▶ _Task requirements_: Each record is to be given again without alteration.

================

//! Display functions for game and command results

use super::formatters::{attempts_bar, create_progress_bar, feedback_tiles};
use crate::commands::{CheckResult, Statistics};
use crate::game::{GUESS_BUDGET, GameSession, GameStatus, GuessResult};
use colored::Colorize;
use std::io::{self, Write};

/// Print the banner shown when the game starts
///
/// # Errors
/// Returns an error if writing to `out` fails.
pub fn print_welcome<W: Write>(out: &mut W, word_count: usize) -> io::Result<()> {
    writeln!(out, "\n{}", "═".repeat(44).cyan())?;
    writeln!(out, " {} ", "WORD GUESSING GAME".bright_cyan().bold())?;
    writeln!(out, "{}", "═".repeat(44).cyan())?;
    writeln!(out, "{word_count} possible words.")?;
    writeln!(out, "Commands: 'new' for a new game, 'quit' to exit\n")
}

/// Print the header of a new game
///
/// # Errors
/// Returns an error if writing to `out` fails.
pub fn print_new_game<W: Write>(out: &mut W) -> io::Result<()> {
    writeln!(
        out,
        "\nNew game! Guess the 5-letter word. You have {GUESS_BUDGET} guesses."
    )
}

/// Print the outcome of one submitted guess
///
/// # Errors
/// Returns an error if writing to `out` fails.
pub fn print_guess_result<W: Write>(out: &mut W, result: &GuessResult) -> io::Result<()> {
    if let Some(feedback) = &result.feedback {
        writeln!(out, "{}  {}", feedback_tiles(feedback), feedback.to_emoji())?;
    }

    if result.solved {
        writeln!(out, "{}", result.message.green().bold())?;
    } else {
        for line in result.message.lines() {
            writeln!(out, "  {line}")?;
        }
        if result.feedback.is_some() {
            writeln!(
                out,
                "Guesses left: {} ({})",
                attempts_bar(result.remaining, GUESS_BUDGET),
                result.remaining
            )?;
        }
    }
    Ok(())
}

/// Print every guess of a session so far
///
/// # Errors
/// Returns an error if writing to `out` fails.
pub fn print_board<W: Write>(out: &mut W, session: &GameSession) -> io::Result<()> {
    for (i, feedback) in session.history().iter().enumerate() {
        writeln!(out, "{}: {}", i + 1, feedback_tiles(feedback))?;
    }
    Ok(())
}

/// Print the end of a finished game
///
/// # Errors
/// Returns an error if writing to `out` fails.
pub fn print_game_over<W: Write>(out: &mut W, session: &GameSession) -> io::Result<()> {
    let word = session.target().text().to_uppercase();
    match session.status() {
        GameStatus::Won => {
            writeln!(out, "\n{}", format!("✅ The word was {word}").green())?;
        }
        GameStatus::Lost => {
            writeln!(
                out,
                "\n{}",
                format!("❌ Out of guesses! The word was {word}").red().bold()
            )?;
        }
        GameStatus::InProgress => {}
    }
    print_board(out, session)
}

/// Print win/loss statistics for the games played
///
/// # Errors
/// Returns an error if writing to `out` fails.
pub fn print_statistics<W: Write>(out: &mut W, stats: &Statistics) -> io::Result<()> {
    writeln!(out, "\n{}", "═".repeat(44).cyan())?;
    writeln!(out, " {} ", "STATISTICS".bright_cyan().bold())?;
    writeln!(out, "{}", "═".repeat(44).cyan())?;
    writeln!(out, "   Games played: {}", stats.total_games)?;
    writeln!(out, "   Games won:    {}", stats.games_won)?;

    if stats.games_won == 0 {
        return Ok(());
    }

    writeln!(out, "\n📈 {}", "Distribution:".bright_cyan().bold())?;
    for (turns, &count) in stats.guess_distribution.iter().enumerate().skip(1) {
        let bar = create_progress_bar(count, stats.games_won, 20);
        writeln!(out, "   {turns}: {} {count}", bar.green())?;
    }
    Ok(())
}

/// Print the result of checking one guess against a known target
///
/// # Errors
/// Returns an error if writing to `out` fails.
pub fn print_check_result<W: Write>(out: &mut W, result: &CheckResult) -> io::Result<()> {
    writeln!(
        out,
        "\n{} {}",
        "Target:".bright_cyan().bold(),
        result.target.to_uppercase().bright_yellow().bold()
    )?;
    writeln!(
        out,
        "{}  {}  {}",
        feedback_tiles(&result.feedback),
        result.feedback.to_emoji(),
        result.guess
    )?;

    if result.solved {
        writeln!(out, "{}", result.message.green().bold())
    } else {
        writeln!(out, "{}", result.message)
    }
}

================

▶ _Answer area_:
//! Display functions for game and command results

use super::formatters::{attempts_bar, create_progress_bar, feedback_tiles};
use crate::commands::{CheckResult, Statistics};
use crate::game::{GUESS_BUDGET, GameSession, GameStatus, GuessResult};
use colored::Colorize;
use std::io::{self, Write};

/// Print the banner shown when the game starts
///
/// # Errors
/// Returns an error if writing to `out` fails.
pub fn print_welcome<W: Write>(out: &mut W, word_count: usize) -> io::Result<()> {
    writeln!(out, "\n{}", "═".repeat(44).cyan())?;
    writeln!(out, " {} ", "WORD GUESSING GAME".bright_cyan().bold())?;
    writeln!(out, "{}", "═".repeat(44).cyan())?;
    writeln!(out, "{word_count} possible words.")?;
    writeln!(out, "Commands: 'new' for a new game, 'quit' to exit\n")
}

/// Print the header of a new game
///
/// # Errors
/// Returns an error if writing to `out` fails.
pub fn print_new_game<W: Write>(out: &mut W) -> io::Result<()> {
    writeln!(
        out,
        "\nNew game! Guess the 5-letter word. You have {GUESS_BUDGET} guesses."
    )
}

/// Print the outcome of one submitted guess
///
/// # Errors
/// Returns an error if writing to `out` fails.
pub fn print_guess_result<W: Write>(out: &mut W, result: &GuessResult) -> io::Result<()> {
    if let Some(feedback) = &result.feedback {
        writeln!(out, "{}  {}", feedback_tiles(feedback), feedback.to_emoji())?;
    }

    if result.solved {
        writeln!(out, "{}", result.message.green().bold())?;
    } else {
        for line in result.message.lines() {
            writeln!(out, "  {line}")?;
        }
        if result.feedback.is_some() {
            writeln!(
                out,
                "Guesses left: {} ({})",
                attempts_bar(result.remaining, GUESS_BUDGET),
                result.remaining
            )?;
        }
    }
    Ok(())
}

/// Print every guess of a session so far
///
/// # Errors
/// Returns an error if writing to `out` fails.
pub fn print_board<W: Write>(out: &mut W, session: &GameSession) -> io::Result<()> {
    for (i, feedback) in session.history().iter().enumerate() {
        writeln!(out, "{}: {}", i + 1, feedback_tiles(feedback))?;
    }
    Ok(())
}

/// Print the end of a finished game
///
/// # Errors
/// Returns an error if writing to `out` fails.
pub fn print_game_over<W: Write>(out: &mut W, session: &GameSession) -> io::Result<()> {
    let word = session.target().text().to_uppercase();
    match session.status() {
        GameStatus::Won => {
            writeln!(out, "\n{}", format!("✅ The word was {word}").green())?;
        }
        GameStatus::Lost => {
            writeln!(
                out,
                "\n{}",
                format!("❌ Out of guesses! The word was {word}").red().bold()
            )?;
        }
        GameStatus::InProgress => {}
    }
    print_board(out, session)
}

/// Print win/loss statistics for the games played
///
/// # Errors
/// Returns an error if writing to `out` fails.
pub fn print_statistics<W: Write>(out: &mut W, stats: &Statistics) -> io::Result<()> {
    writeln!(out, "\n{}", "═".repeat(44).cyan())?;
    writeln!(out, " {} ", "STATISTICS".bright_cyan().bold())?;
    writeln!(out, "{}", "═".repeat(44).cyan())?;
    writeln!(out, "   Games played: {}", stats.total_games)?;
    writeln!(out, "   Games won:    {}", stats.games_won)?;

    if stats.games_won == 0 {
        return Ok(());
    }

    writeln!(out, "\n📈 {}", "Distribution:".bright_cyan().bold())?;
    for (turns, &count) in stats.guess_distribution.iter().enumerate().skip(1) {
        let bar = create_progress_bar(count, stats.games_won, 20);
        writeln!(out, "   {turns}: {} {count}", bar.green())?;
    }
    Ok(())
}

/// Print the result of checking one guess against a known target
///
/// # Errors
/// Returns an error if writing to `out` fails.
pub fn print_check_result<W: Write>(out: &mut W, result: &CheckResult) -> io::Result<()> {
    writeln!(
        out,
        "\n{} {}",
        "Target:".bright_cyan().bold(),
        result.target.to_uppercase().bright_yellow().bold()
    )?;
    writeln!(
        out,
        "{}  {}  {}",
        feedback_tiles(&result.feedback),
        result.feedback.to_emoji(),
        result.guess
    )?;

    if result.solved {
        writeln!(out, "{}", result.message.green().bold())
    } else {
        writeln!(out, "{}", result.message)
    }
}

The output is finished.